This wasn't like my thesis or anything lol. When you browse religious forums and have debated religion for years it is always the same round robin posits. I like to spice things up and when I see an interesting new spin, or at least a perspective or theory i am unfamiliar with, I like to pick that ball up and toss it onto the field, never know where it takes you. Sometimes the ball hits the field, rolls five feet and never moves again. Sometimes the opposing team grabs the ball and runs with it, and sometimes flags get dropped on the play.

Regardless, this sparked conversation, and I would submit to you that there is a chance a reader got a seed planted, an interest to look into Nicaea, the influence of Constantine and may have even broadened their knowledge base because of it. There were a lot of interesting things done by Constantine and the council that directly influenced Christianity as it is today in a big way. Most people just think they established the trinity concept, or agreed to posit jesus as son of god etc. A lot of things happened there, or so it seems.
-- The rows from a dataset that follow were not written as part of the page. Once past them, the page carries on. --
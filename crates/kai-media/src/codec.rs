//! Audio payload encoding shared by both legs of a call.
//!
//! Both transports carry audio as base64 text. The relay never transcodes
//! samples; it validates and re-encodes payloads and derives durations from
//! the configured audio format.

use std::str::FromStr;

use base64::Engine;
use base64::engine::general_purpose::STANDARD;
use serde::{Deserialize, Serialize};
use thiserror::Error;

#[derive(Debug, Error)]
pub enum CodecError {
    #[error("invalid base64 audio payload: {0}")]
    Base64(#[from] base64::DecodeError),

    #[error("unsupported audio format: {0}")]
    UnsupportedFormat(String),
}

/// Audio encoding negotiated with the realtime model.
#[derive(Debug, Clone, Copy, Default, PartialEq, Eq, Serialize, Deserialize)]
pub enum AudioFormat {
    /// 8 kHz mu-law, one byte per sample. What the telephony leg speaks.
    #[default]
    #[serde(rename = "g711_ulaw")]
    G711Ulaw,
    #[serde(rename = "g711_alaw")]
    G711Alaw,
    /// 24 kHz little-endian 16-bit PCM.
    #[serde(rename = "pcm16")]
    Pcm16,
}

impl AudioFormat {
    pub fn as_str(&self) -> &'static str {
        match self {
            Self::G711Ulaw => "g711_ulaw",
            Self::G711Alaw => "g711_alaw",
            Self::Pcm16 => "pcm16",
        }
    }

    pub fn bytes_per_ms(&self) -> u64 {
        match self {
            Self::G711Ulaw | Self::G711Alaw => 8,
            Self::Pcm16 => 48,
        }
    }

    /// Playback duration of `len` raw bytes, rounded down.
    pub fn duration_ms(&self, len: usize) -> u64 {
        len as u64 / self.bytes_per_ms()
    }
}

impl FromStr for AudioFormat {
    type Err = CodecError;

    fn from_str(s: &str) -> Result<Self, Self::Err> {
        match s.trim() {
            "g711_ulaw" | "ulaw" | "mulaw" => Ok(Self::G711Ulaw),
            "g711_alaw" | "alaw" => Ok(Self::G711Alaw),
            "pcm16" => Ok(Self::Pcm16),
            other => Err(CodecError::UnsupportedFormat(other.to_string())),
        }
    }
}

pub fn decode(payload: &str) -> Result<Vec<u8>, CodecError> {
    Ok(STANDARD.decode(payload.trim())?)
}

pub fn encode(bytes: &[u8]) -> String {
    STANDARD.encode(bytes)
}

/// A payload re-encoded for the other leg, with its playback duration.
#[derive(Debug, Clone, PartialEq, Eq)]
pub struct Reencoded {
    pub payload: String,
    pub duration_ms: u64,
}

/// Validate a model audio delta and re-encode it for the telephony leg.
pub fn reencode(payload: &str, format: AudioFormat) -> Result<Reencoded, CodecError> {
    let bytes = decode(payload)?;
    Ok(Reencoded {
        payload: encode(&bytes),
        duration_ms: format.duration_ms(bytes.len()),
    })
}
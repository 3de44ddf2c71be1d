//! Caller intent classification.
//!
//! The conversation flow only needs to know whether a reply to one of its two
//! scripted questions was a yes, a no, or neither. [`IntentClassifier`] is the
//! seam; [`KeywordClassifier`] is the lexicon-based default.

/// Which scripted question the caller is answering.
#[derive(Debug, Clone, Copy, PartialEq, Eq)]
pub enum Prompt {
    /// "Did that answer your question?"
    AnswerFeedback,
    /// "Do you have any other questions?"
    MoreQuestions,
}

#[derive(Debug, Clone, Copy, PartialEq, Eq)]
pub enum Intent {
    Affirmative,
    Negative,
    Unclear,
}

pub trait IntentClassifier: Send + Sync {
    fn classify(&self, prompt: Prompt, utterance: &str) -> Intent;
}

/// Affirmative and negative words or phrases for one prompt.
#[derive(Debug, Clone)]
pub struct Lexicon {
    pub affirmative: Vec<String>,
    pub negative: Vec<String>,
}

impl Lexicon {
    pub fn new(affirmative: &[&str], negative: &[&str]) -> Self {
        Self {
            affirmative: affirmative.iter().map(|s| normalize(s)).collect(),
            negative: negative.iter().map(|s| normalize(s)).collect(),
        }
    }

    fn classify(&self, utterance: &str) -> Intent {
        // Padded so phrase matches land on word boundaries.
        let text = format!(" {} ", normalize(utterance));
        let hit = |terms: &[String]| terms.iter().any(|t| text.contains(&format!(" {t} ")));

        match (hit(&self.affirmative), hit(&self.negative)) {
            (true, false) => Intent::Affirmative,
            (false, true) => Intent::Negative,
            _ => Intent::Unclear,
        }
    }
}

/// Lowercase, fold curly apostrophes, and collapse everything that is not a
/// letter, digit or apostrophe into single spaces.
fn normalize(text: &str) -> String {
    let cleaned: String = text
        .to_lowercase()
        .chars()
        .map(|c| match c {
            '\u{2019}' | '\u{2018}' => '\'',
            c if c.is_alphanumeric() || c == '\'' => c,
            _ => ' ',
        })
        .collect();
    cleaned.split_whitespace().collect::<Vec<_>>().join(" ")
}

pub struct KeywordClassifier {
    answer_feedback: Lexicon,
    more_questions: Lexicon,
}

impl KeywordClassifier {
    pub fn new(answer_feedback: Lexicon, more_questions: Lexicon) -> Self {
        Self {
            answer_feedback,
            more_questions,
        }
    }
}

impl Default for KeywordClassifier {
    fn default() -> Self {
        Self::new(
            Lexicon::new(
                &[
                    "yes", "yeah", "yep", "correct", "right", "good", "helpful", "helped",
                    "thanks", "thank you",
                ],
                &["no", "nope", "didn't", "didnt", "not", "wrong"],
            ),
            Lexicon::new(
                &["yes", "yeah", "yep", "another", "one more", "also"],
                &["no", "nope", "that's all", "thats all", "nothing", "done"],
            ),
        )
    }
}

impl IntentClassifier for KeywordClassifier {
    fn classify(&self, prompt: Prompt, utterance: &str) -> Intent {
        match prompt {
            Prompt::AnswerFeedback => self.answer_feedback.classify(utterance),
            Prompt::MoreQuestions => self.more_questions.classify(utterance),
        }
    }
}
//! Gemini `generateContent` adapter.

use serde::Deserialize;

use scout_search::SearchError;
use scout_search::http::join_url;

use super::Completion;
use super::message::{Message, Role, system_text};
use super::provider::{ProviderSettings, RequestOptions, post_json};

#[derive(Debug, Deserialize)]
#[serde(rename_all = "camelCase")]
struct GenerateResponse {
    candidates: Vec<Candidate>,
    #[serde(default)]
    model_version: Option<String>,
}

#[derive(Debug, Deserialize)]
struct Candidate {
    #[serde(default)]
    content: Option<CandidateContent>,
}

#[derive(Debug, Deserialize)]
struct CandidateContent {
    #[serde(default)]
    parts: Vec<Part>,
}

#[derive(Debug, Deserialize)]
struct Part {
    #[serde(default)]
    text: Option<String>,
}

/// Build a `generateContent` request body.
pub fn build_request(messages: &[Message], options: &RequestOptions) -> serde_json::Value {
    let contents: Vec<serde_json::Value> = messages
        .iter()
        .filter(|m| m.role != Role::System)
        .map(|m| {
            let role = if m.role == Role::Assistant { "model" } else { "user" };
            serde_json::json!({"role": role, "parts": [{"text": m.content}]})
        })
        .collect();

    let mut generation = serde_json::json!({"maxOutputTokens": options.max_tokens});
    if let Some(temp) = options.temperature {
        generation["temperature"] = serde_json::json!(temp);
    }
    if options.json_mode {
        generation["responseMimeType"] = serde_json::json!("application/json");
    }

    let mut body = serde_json::json!({
        "contents": contents,
        "generationConfig": generation,
    });
    if let Some(system) = system_text(messages) {
        body["systemInstruction"] = serde_json::json!({"parts": [{"text": system}]});
    }
    body
}

/// Send one completion request.
pub async fn complete(
    http: &reqwest::Client,
    settings: &ProviderSettings,
    messages: &[Message],
    options: &RequestOptions,
) -> Result<Completion, SearchError> {
    let path = format!("/v1beta/models/{}:generateContent", settings.model);
    let request = http
        .post(join_url(&settings.base_url, &path))
        .header("x-goog-api-key", &settings.api_key)
        .json(&build_request(messages, options));

    let response: GenerateResponse = post_json(request, settings.provider).await?;
    let text: String = response
        .candidates
        .into_iter()
        .next()
        .and_then(|c| c.content)
        .map(|content| content.parts.into_iter().filter_map(|p| p.text).collect())
        .unwrap_or_default();
    if text.is_empty() {
        return Err(SearchError::MalformedResponse(
            "gemini: response has no candidate text".into(),
        ));
    }

    Ok(Completion {
        content: text,
        provider_label: settings.provider.name().to_string(),
        model_id: response.model_version.unwrap_or_else(|| settings.model.clone()),
    })
}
I don't claim to be a scholar, my major is in Criminal Justice with specialization in Homeland Security from St Leo University. So outside of world religions, quest for wisdom etc type courses that were a requisite, I dont have a lot of formal education in the field. So my experience in reference to formal education and the discussion of religion has zero relevance here, I simply explain that due to bucky ball's implication about my education.

cheersDrinking Beverage

"Belief is so often the death of reason" - Qyburn, Game of Thrones

"The Christian community continues to exist because the conclusions of the critical study of the Bible are largely withheld from them." -Hans Conzelmann (1915-1989)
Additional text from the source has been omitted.